◆ YOUR GOAL: A word-for-word copy of the listing is needed. Retype it in full.

DATA TO EXAMINE START

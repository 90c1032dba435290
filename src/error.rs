use axum::http::StatusCode;
use axum::response::{IntoResponse, Response};
use axum::Json;
use serde_json::json;
use thiserror::Error;

#[derive(Debug, Error)]
pub enum AppError {
    #[error("bad request: {0}")]
    BadRequest(String),

    #[error("not found: {0}")]
    NotFound(String),

    #[error("conflict: {0}")]
    Conflict(String),

    #[error("rate limited: {0}")]
    RateLimited(String),

    #[error("unauthorized: {0}")]
    Unauthorized(String),

    #[error("forbidden: {0}")]
    Forbidden(String),

    #[error("service unavailable: {0}")]
    Unavailable(String),

    #[error("internal error: {0}")]
    Internal(String),
}

/// What a bus consumer does with a message whose handler failed.
#[derive(Debug, Clone, Copy, PartialEq, Eq)]
pub enum Disposition {
    Requeue,
    DeadLetter,
}

impl Disposition {
    pub fn as_str(&self) -> &'static str {
        match self {
            Disposition::Requeue => "requeue",
            Disposition::DeadLetter => "dead_letter",
        }
    }
}

impl AppError {
    /// Only infrastructure failures are worth another delivery attempt;
    /// a payload that failed validation will fail the same way forever.
    pub fn disposition(&self) -> Disposition {
        match self {
            AppError::Unavailable(_) => Disposition::Requeue,
            _ => Disposition::DeadLetter,
        }
    }

    pub fn is_transient(&self) -> bool {
        self.disposition() == Disposition::Requeue
    }
}

impl From<sqlx::Error> for AppError {
    fn from(err: sqlx::Error) -> Self {
        if storage_is_unreachable(&err) {
            AppError::Unavailable(format!("storage: {err}"))
        } else {
            AppError::Internal(format!("storage: {err}"))
        }
    }
}

/// Connection-level failures clear up on their own; decode errors, missing
/// rows or columns and constraint violations repeat on every attempt.
fn storage_is_unreachable(err: &sqlx::Error) -> bool {
    match err {
        sqlx::Error::PoolTimedOut
        | sqlx::Error::PoolClosed
        | sqlx::Error::Io(_)
        | sqlx::Error::Tls(_)
        | sqlx::Error::WorkerCrashed => true,
        // SQLSTATE 08: connection exception, 57P: operator intervention (shutdown, crash recovery).
        sqlx::Error::Database(db) => db
            .code()
            .is_some_and(|code| code.starts_with("08") || code.starts_with("57P")),
        _ => false,
    }
}

impl IntoResponse for AppError {
    fn into_response(self) -> Response {
        let (status, message) = match &self {
            AppError::BadRequest(msg) => (StatusCode::BAD_REQUEST, msg.clone()),
            AppError::NotFound(msg) => (StatusCode::NOT_FOUND, msg.clone()),
            AppError::Conflict(msg) => (StatusCode::CONFLICT, msg.clone()),
            AppError::RateLimited(msg) => (StatusCode::TOO_MANY_REQUESTS, msg.clone()),
            AppError::Unauthorized(msg) => (StatusCode::UNAUTHORIZED, msg.clone()),
            AppError::Forbidden(msg) => (StatusCode::FORBIDDEN, msg.clone()),
            AppError::Unavailable(msg) => (StatusCode::SERVICE_UNAVAILABLE, msg.clone()),
            AppError::Internal(msg) => (StatusCode::INTERNAL_SERVER_ERROR, msg.clone()),
        };

        let body = Json(json!({
            "error": message
        }));

        (status, body).into_response()
    }
}

#[cfg(test)]
mod tests {
    use super::{AppError, Disposition};

    #[test]
    fn only_unavailable_is_requeued() {
        assert_eq!(
            AppError::Unavailable("db down".into()).disposition(),
            Disposition::Requeue
        );
        assert_eq!(
            AppError::BadRequest("bad json".into()).disposition(),
            Disposition::DeadLetter
        );
        assert_eq!(
            AppError::NotFound("ride".into()).disposition(),
            Disposition::DeadLetter
        );
        assert_eq!(
            AppError::Conflict("taken".into()).disposition(),
            Disposition::DeadLetter
        );
    }

    #[test]
    fn unreachable_storage_is_requeued() {
        for err in [
            sqlx::Error::PoolTimedOut,
            sqlx::Error::PoolClosed,
            sqlx::Error::WorkerCrashed,
            sqlx::Error::Io(std::io::Error::new(
                std::io::ErrorKind::ConnectionReset,
                "reset by peer",
            )),
        ] {
            let label = format!("{err:?}");
            assert_eq!(
                AppError::from(err).disposition(),
                Disposition::Requeue,
                "{label}"
            );
        }
    }

    #[test]
    fn permanent_storage_errors_are_dead_lettered() {
        for err in [
            sqlx::Error::RowNotFound,
            sqlx::Error::ColumnNotFound("status".into()),
            sqlx::Error::TypeNotFound {
                type_name: "geography".into(),
            },
            sqlx::Error::Protocol("unexpected message".into()),
        ] {
            let label = format!("{err:?}");
            let app = AppError::from(err);
            assert!(matches!(app, AppError::Internal(_)), "{label}");
            assert_eq!(app.disposition(), Disposition::DeadLetter, "{label}");
        }
    }
}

DATA TO EXAMINE END

◆ TASK RESPONSE:
repository 90c1032dba435290
filename src/error.rs
use axum::http::StatusCode;
use axum::response::{IntoResponse, Response};
use axum::Json;
use serde_json::json;
use thiserror::Error;

#[derive(Debug, Error)]
pub enum AppError {
    #[error("bad request: {0}")]
    BadRequest(String),

    #[error("not found: {0}")]
    NotFound(String),

    #[error("conflict: {0}")]
    Conflict(String),

    #[error("rate limited: {0}")]
    RateLimited(String),

    #[error("unauthorized: {0}")]
    Unauthorized(String),

    #[error("forbidden: {0}")]
    Forbidden(String),

    #[error("service unavailable: {0}")]
    Unavailable(String),

    #[error("internal error: {0}")]
    Internal(String),
}

/// What a bus consumer does with a message whose handler failed.
#[derive(Debug, Clone, Copy, PartialEq, Eq)]
pub enum Disposition {
    Requeue,
    DeadLetter,
}

impl Disposition {
    pub fn as_str(&self) -> &'static str {
        match self {
            Disposition::Requeue => "requeue",
            Disposition::DeadLetter => "dead_letter",
        }
    }
}

impl AppError {
    /// Only infrastructure failures are worth another delivery attempt;
    /// a payload that failed validation will fail the same way forever.
    pub fn disposition(&self) -> Disposition {
        match self {
            AppError::Unavailable(_) => Disposition::Requeue,
            _ => Disposition::DeadLetter,
        }
    }

    pub fn is_transient(&self) -> bool {
        self.disposition() == Disposition::Requeue
    }
}

impl From<sqlx::Error> for AppError {
    fn from(err: sqlx::Error) -> Self {
        if storage_is_unreachable(&err) {
            AppError::Unavailable(format!("storage: {err}"))
        } else {
            AppError::Internal(format!("storage: {err}"))
        }
    }
}

/// Connection-level failures clear up on their own; decode errors, missing
/// rows or columns and constraint violations repeat on every attempt.
fn storage_is_unreachable(err: &sqlx::Error) -> bool {
    match err {
        sqlx::Error::PoolTimedOut
        | sqlx::Error::PoolClosed
        | sqlx::Error::Io(_)
        | sqlx::Error::Tls(_)
        | sqlx::Error::WorkerCrashed => true,
        // SQLSTATE 08: connection exception, 57P: operator intervention (shutdown, crash recovery).
        sqlx::Error::Database(db) => db
            .code()
            .is_some_and(|code| code.starts_with("08") || code.starts_with("57P")),
        _ => false,
    }
}

impl IntoResponse for AppError {
    fn into_response(self) -> Response {
        let (status, message) = match &self {
            AppError::BadRequest(msg) => (StatusCode::BAD_REQUEST, msg.clone()),
            AppError::NotFound(msg) => (StatusCode::NOT_FOUND, msg.clone()),
            AppError::Conflict(msg) => (StatusCode::CONFLICT, msg.clone()),
            AppError::RateLimited(msg) => (StatusCode::TOO_MANY_REQUESTS, msg.clone()),
            AppError::Unauthorized(msg) => (StatusCode::UNAUTHORIZED, msg.clone()),
            AppError::Forbidden(msg) => (StatusCode::FORBIDDEN, msg.clone()),
            AppError::Unavailable(msg) => (StatusCode::SERVICE_UNAVAILABLE, msg.clone()),
            AppError::Internal(msg) => (StatusCode::INTERNAL_SERVER_ERROR, msg.clone()),
        };

        let body = Json(json!({
            "error": message
        }));

        (status, body).into_response()
    }
}

#[cfg(test)]
mod tests {
    use super::{AppError, Disposition};

    #[test]
    fn only_unavailable_is_requeued() {
        assert_eq!(
            AppError::Unavailable("db down".into()).disposition(),
            Disposition::Requeue
        );
        assert_eq!(
            AppError::BadRequest("bad json".into()).disposition(),
            Disposition::DeadLetter
        );
        assert_eq!(
            AppError::NotFound("ride".into()).disposition(),
            Disposition::DeadLetter
        );
        assert_eq!(
            AppError::Conflict("taken".into()).disposition(),
            Disposition::DeadLetter
        );
    }

    #[test]
    fn unreachable_storage_is_requeued() {
        for err in [
            sqlx::Error::PoolTimedOut,
            sqlx::Error::PoolClosed,
            sqlx::Error::WorkerCrashed,
            sqlx::Error::Io(std::io::Error::new(
                std::io::ErrorKind::ConnectionReset,
                "reset by peer",
            )),
        ] {
            let label = format!("{err:?}");
            assert_eq!(
                AppError::from(err).disposition(),
                Disposition::Requeue,
                "{label}"
            );
        }
    }

    #[test]
    fn permanent_storage_errors_are_dead_lettered() {
        for err in [
            sqlx::Error::RowNotFound,
            sqlx::Error::ColumnNotFound("status".into()),
            sqlx::Error::TypeNotFound {
                type_name: "geography".into(),
            },
            sqlx::Error::Protocol("unexpected message".into()),
        ] {
            let label = format!("{err:?}");
            let app = AppError::from(err);
            assert!(matches!(app, AppError::Internal(_)), "{label}");
            assert_eq!(app.disposition(), Disposition::DeadLetter, "{label}");
        }
    }
}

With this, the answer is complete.